MUL instruction in 8086

Question

** LONG VERSION OF QUESTION:when i check the manual for 8086 instruction set, specifically the MUL instruction, i see that the operand can be in a register (8 or 16 bits) or it can be in memory (also 8 or 16 bit). knowing that 8086 uses AX as accumulator if the operand is 16 bit , and AL (8-bit) if the operand is 8 bit .. how does it know what size is the operand if the operand is in memory??

** SHORT VERSION OF QUESTION: how does 8086 know if operand is 16 or 8 bits in the following instruction : MUL [1234H]

Answer 1

The same assembly-language mnemonic will produce one of several different opcodes, depending on the operands. Almost all instructions have multiple encodings. 16 vs. 32 vs. 64bit is determined by prefix bytes (and the current mode), but 8 bit is always a separate opcode.
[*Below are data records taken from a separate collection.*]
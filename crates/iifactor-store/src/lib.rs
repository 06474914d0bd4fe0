//! `iifactor-store`: credential persistence and file exchange for IIFactor.
//!
//! Everything here sits on top of the pure `iifactor-otp` core: the
//! [`CredentialStore`] interface with in-memory and JSON-file backends,
//! display groups, user settings, and plain-text key URI import/export.

#![cfg_attr(test, allow(clippy::unwrap_used, clippy::arithmetic_side_effects))]

mod atomic;
pub mod error;

pub mod store;

pub mod groups;
pub mod settings;

pub mod export;
pub mod import;

pub use error::StoreError;
pub use export::{export_file_name, export_text, write_export};
pub use groups::GroupFilter;
pub use import::{
    check_duplicates, find_duplicates, import_credentials, parse_key_uri_text, DuplicateInfo,
    ImportSummary, MalformedLine, ParsedImport,
};
pub use settings::Settings;
pub use store::{next_hotp_code, CredentialStore, JsonFileStore, MemoryStore, StoredCredential};
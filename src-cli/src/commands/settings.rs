//! `settings`: show or update the persisted settings.

use crate::cli::SettingsArgs;
use crate::error::CliError;
use crate::state::AppState;

/// Apply any changes in `args`, save if something changed, and print the
/// resulting settings.
pub fn settings(state: &mut AppState, args: &SettingsArgs) -> Result<String, CliError> {
    let mut changed = false;

    if let Some(group) = &args.default_group {
        let group = group.trim();
        state.settings.default_group = (!group.is_empty()).then(|| group.to_owned());
        changed = true;
    }
    if let Some(view) = &args.default_view {
        state.settings.default_view = view.clone();
        changed = true;
    }

    if changed {
        state.save_settings()?;
        tracing::info!(path = %state.data_dir().display(), "settings saved");
    }

    Ok(format!(
        "default group: {}\ndefault view: {}\ndata directory: {}\n",
        state.settings.default_group.as_deref().unwrap_or("(none)"),
        state.settings.default_view,
        state.data_dir().display()
    ))
}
See the links at the x86 wiki for docs, including the Intel instruction set ref guide, which show all the various encodings of each mnemonic.

I guess when going from 286 to 386, Intel realized that adding another opcode for everything wouldn't be viable, because of lack of opcode space.

mov has a particularly impressive variety of forms, but all the integer ALU operations like add, and, etc. have a huge variety.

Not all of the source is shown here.